## Task item
Keep to one stretch of the data below, the lines from the one with "const COLUMNS: &str" up to and including the one with "pub fn new(pool: PgPool)", and return that stretch exactly.

=== Extracted entries ===

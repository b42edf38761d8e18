use sqlx::postgres::PgRow;
use sqlx::{PgPool, Postgres, QueryBuilder, Row};
use tracing::{debug, instrument};
use uuid::Uuid;

use livelum_core::{CompanyId, CompanyScoped, Entity, SearchCriteria};
use livelum_stakeholders::{
    Stakeholder, StakeholderId, StakeholderRecord, StakeholderSearchCriteria, StakeholderSortField,
};

use super::{
    count_rows, delete_from, like_pattern, map_sqlx_error, next_number_in, number_from_db,
    number_to_db, parse_label, push_company, push_order_and_window,
};
use crate::repository::{Repository, RepositoryResult, SequencedRepository};

const TABLE: &str = "stakeholders";
const COLUMNS: &str =
    "id, company_id, number, nombre, tipo, requisitos, metodo_evaluacion, created_at, updated_at";

#[derive(Debug, Clone)]
pub struct PgStakeholderRepository {
    pool: PgPool,
}

impl PgStakeholderRepository {
    pub fn new(pool: PgPool) -> Self {
        Self { pool }
    }
}

fn push_filters(qb: &mut QueryBuilder<'_, Postgres>, criteria: &StakeholderSearchCriteria) {
    push_company(qb, criteria.company_id());
    if let Some(name) = criteria.name() {
        qb.push(" AND nombre ILIKE ").push_bind(like_pattern(name));
    }
    if let Some(kind) = criteria.kind() {
        qb.push(" AND tipo = ").push_bind(kind.as_str());
    }
}

fn sort_column(field: StakeholderSortField) -> &'static str {
    match field {
        StakeholderSortField::Number => "number",
        StakeholderSortField::Name => "LOWER(nombre)",
        StakeholderSortField::Kind => "tipo",
        StakeholderSortField::CreatedAt => "created_at",
    }
}

/// Stakeholder rows are trusted as stored; only the column types are checked.
fn stakeholder_from_row(row: &PgRow) -> RepositoryResult<Stakeholder> {
    let decode = |e: sqlx::Error| map_sqlx_error("decode stakeholder", e);
    let record = StakeholderRecord {
        id: StakeholderId::from(row.try_get::<Uuid, _>("id").map_err(decode)?),
        company_id: CompanyId::from_uuid(row.try_get("company_id").map_err(decode)?),
        number: number_from_db(TABLE, row.try_get("number").map_err(decode)?)?,
        name: row.try_get("nombre").map_err(decode)?,
        kind: parse_label(TABLE, row.try_get::<&str, _>("tipo").map_err(decode)?)?,
        requirements: row.try_get("requisitos").map_err(decode)?,
        evaluation_method: row.try_get("metodo_evaluacion").map_err(decode)?,
        created_at: row.try_get("created_at").map_err(decode)?,
        updated_at: row.try_get("updated_at").map_err(decode)?,
    };
    Ok(Stakeholder::from_primitives(record))
}

#[async_trait::async_trait]
impl Repository<Stakeholder, StakeholderSearchCriteria> for PgStakeholderRepository {
    #[instrument(skip(self, stakeholder), fields(id = %stakeholder.id(), company_id = %stakeholder.company_id()), err)]
    async fn save(&self, stakeholder: &Stakeholder) -> RepositoryResult<()> {
        let r = stakeholder.to_primitives();
        sqlx::query(
            r#"
            INSERT INTO stakeholders (
                id, company_id, number, nombre, tipo, requisitos, metodo_evaluacion, created_at, updated_at
            )
            VALUES ($1, $2, $3, $4, $5, $6, $7, $8, $9)
            ON CONFLICT (id) DO UPDATE SET
                company_id = EXCLUDED.company_id,
                number = EXCLUDED.number,
                nombre = EXCLUDED.nombre,
                tipo = EXCLUDED.tipo,
                requisitos = EXCLUDED.requisitos,
                metodo_evaluacion = EXCLUDED.metodo_evaluacion,
                updated_at = EXCLUDED.updated_at
            "#,
        )
        .bind(r.id.as_uuid())
        .bind(r.company_id.as_uuid())
        .bind(number_to_db(r.number)?)
        .bind(&r.name)
        .bind(r.kind.as_str())
        .bind(&r.requirements)
        .bind(&r.evaluation_method)
        .bind(r.created_at)
        .bind(r.updated_at)
        .execute(&self.pool)
        .await
        .map_err(|e| map_sqlx_error("save_stakeholder", e))?;
        debug!("stakeholder saved");
        Ok(())
    }

    #[instrument(skip(self), fields(id = %id), err)]
    async fn find_by_id(&self, id: &StakeholderId) -> RepositoryResult<Option<Stakeholder>> {
        let row = sqlx::query(&format!("SELECT {COLUMNS} FROM {TABLE} WHERE id = $1"))
            .bind(id.as_uuid())
            .fetch_optional(&self.pool)
            .await
            .map_err(|e| map_sqlx_error("find_stakeholder", e))?;
        row.as_ref().map(stakeholder_from_row).transpose()
    }

    #[instrument(skip(self), err)]
    async fn find_by_criteria(
        &self,
        criteria: &StakeholderSearchCriteria,
    ) -> RepositoryResult<Vec<Stakeholder>> {
        let mut qb = QueryBuilder::<Postgres>::new(format!("SELECT {COLUMNS} FROM {TABLE} WHERE TRUE"));
        push_filters(&mut qb, criteria);
        push_order_and_window(
            &mut qb,
            sort_column(criteria.sort_by()),
            criteria.sort_order(),
            criteria.pagination(),
        );
        let rows = qb
            .build()
            .fetch_all(&self.pool)
            .await
            .map_err(|e| map_sqlx_error("search_stakeholders", e))?;
        debug!(count = rows.len(), "stakeholders found");
        rows.iter().map(stakeholder_from_row).collect()
    }

    #[instrument(skip(self), err)]
    async fn count_by_criteria(&self, criteria: &StakeholderSearchCriteria) -> RepositoryResult<u64> {
        let mut qb = QueryBuilder::<Postgres>::new(format!("SELECT COUNT(*) FROM {TABLE} WHERE TRUE"));
        push_filters(&mut qb, criteria);
        count_rows(&self.pool, qb, "count_stakeholders").await
    }

    #[instrument(skip(self), fields(id = %id), err)]
    async fn delete(&self, id: &StakeholderId) -> RepositoryResult<bool> {
        delete_from(&self.pool, TABLE, *id.as_uuid()).await
    }
}

#[async_trait::async_trait]
impl SequencedRepository<Stakeholder, StakeholderSearchCriteria> for PgStakeholderRepository {
    #[instrument(skip(self), fields(company_id = %company_id), err)]
    async fn next_number(&self, company_id: CompanyId) -> RepositoryResult<u32> {
        next_number_in(&self.pool, TABLE, company_id).await
    }
}
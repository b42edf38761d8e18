use axum::Router;

pub mod common;
pub mod companies;
pub mod documents;
pub mod objectives;
pub mod people;
pub mod risks;
pub mod skills;
pub mod stakeholders;
pub mod system;

/// Router for every module endpoint.
pub fn router() -> Router {
    Router::new()
        .nest("/companies", companies::router())
        .nest("/people", people::router())
        .nest("/skills", skills::router())
        .nest("/stakeholders", stakeholders::router())
        .nest("/documents", documents::router())
        .nest("/risks", risks::router())
        .nest("/objectives", objectives::router())
}
//! Postgres connection pool and schema bootstrap.

use sqlx::PgPool;
use sqlx::postgres::PgPoolOptions;
use tracing::{info, instrument};

use crate::repository::RepositoryError;
use crate::repository::postgres::map_sqlx_error;

const SCHEMA: &str = include_str!("../migrations/0001_livelum.sql");

/// Unique constraint names, shared by the SQL schema and the in-memory repository.
pub mod constraints {
    pub const COMPANIES_TAX_ID: &str = "companies_tax_id_key";
    pub const PEOPLE_NUMBER: &str = "people_company_number_key";
    pub const PEOPLE_DOCUMENTO: &str = "people_company_documento_key";
    pub const SKILLS_NUMBER: &str = "skills_company_number_key";
    pub const STAKEHOLDERS_NUMBER: &str = "stakeholders_company_number_key";
    pub const DOCUMENTS_NUMBER: &str = "documents_company_number_key";
    pub const RISKS_NUMBER: &str = "risks_company_number_key";
    pub const OBJECTIVES_NUMBER: &str = "objectives_company_number_key";

    /// Suffix shared by every per-company sequence number index.
    pub const NUMBER_SUFFIX: &str = "_company_number_key";
}

/// Open a connection pool.
pub async fn connect(database_url: &str, max_connections: u32) -> Result<PgPool, RepositoryError> {
    PgPoolOptions::new()
        .max_connections(max_connections)
        .connect(database_url)
        .await
        .map_err(|e| map_sqlx_error("connect", e))
}

/// Create missing tables and indexes.
#[instrument(skip(pool), err)]
pub async fn migrate(pool: &PgPool) -> Result<(), RepositoryError> {
    sqlx::raw_sql(SCHEMA)
        .execute(pool)
        .await
        .map_err(|e| map_sqlx_error("migrate", e))?;
    info!("schema applied");
    Ok(())
}
use std::sync::Arc;

use axum::extract::rejection::{JsonRejection, QueryRejection};
use axum::extract::{Extension, Path, Query};
use axum::http::StatusCode;
use axum::routing::{get, post};
use axum::{Json, Router};

use livelum_stakeholders::StakeholderId;

use crate::app::routes::common::{self, HandlerResult};
use crate::app::services::AppServices;
use crate::app::{dto, errors};

pub fn router() -> Router {
    Router::new()
        .route("/", post(create_stakeholder).get(list_stakeholders))
        .route("/:id", get(get_stakeholder).put(update_stakeholder).delete(delete_stakeholder))
}

pub async fn create_stakeholder(
    Extension(services): Extension<Arc<AppServices>>,
    body: Result<Json<dto::CreateStakeholderRequest>, JsonRejection>,
) -> HandlerResult {
    let body = common::body(body)?;
    let stakeholder = common::service(services.stakeholders.create(body.into()).await)?;
    Ok(errors::ok(
        StatusCode::CREATED,
        dto::StakeholderResponse::from(&stakeholder),
        Some("Parte interesada creada exitosamente"),
    ))
}

pub async fn list_stakeholders(
    Extension(services): Extension<Arc<AppServices>>,
    query: Result<Query<dto::StakeholderListQuery>, QueryRejection>,
) -> HandlerResult {
    let criteria = common::criteria(common::query(query)?.into_criteria())?;
    let page = common::service(services.stakeholders.search(criteria).await)?;
    let items = page.items.iter().map(dto::StakeholderResponse::from).collect::<Vec<_>>();
    Ok(errors::ok_page(items, page.total))
}

pub async fn get_stakeholder(
    Extension(services): Extension<Arc<AppServices>>,
    Path(id): Path<String>,
) -> HandlerResult {
    let id: StakeholderId = common::parse_id(&id)?;
    let stakeholder = common::service(services.stakeholders.get(id).await)?;
    Ok(errors::ok(StatusCode::OK, dto::StakeholderResponse::from(&stakeholder), None))
}

pub async fn update_stakeholder(
    Extension(services): Extension<Arc<AppServices>>,
    Path(id): Path<String>,
    body: Result<Json<dto::UpdateStakeholderRequest>, JsonRejection>,
) -> HandlerResult {
    let id: StakeholderId = common::parse_id(&id)?;
    let body = common::body(body)?;
    let stakeholder = common::service(services.stakeholders.update(id, body.into()).await)?;
    Ok(errors::ok(
        StatusCode::OK,
        dto::StakeholderResponse::from(&stakeholder),
        Some("Parte interesada actualizada exitosamente"),
    ))
}

pub async fn delete_stakeholder(
    Extension(services): Extension<Arc<AppServices>>,
    Path(id): Path<String>,
) -> HandlerResult {
    let id: StakeholderId = common::parse_id(&id)?;
    common::service(services.stakeholders.delete(id).await)?;
    Ok(errors::ok_message("Parte interesada eliminada exitosamente"))
}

===

## Output
const COLUMNS: &str =
    "id, company_id, number, nombre, tipo, requisitos, metodo_evaluacion, created_at, updated_at";

#[derive(Debug, Clone)]
pub struct PgStakeholderRepository {
    pool: PgPool,
}

impl PgStakeholderRepository {
    pub fn new(pool: PgPool) -> Self {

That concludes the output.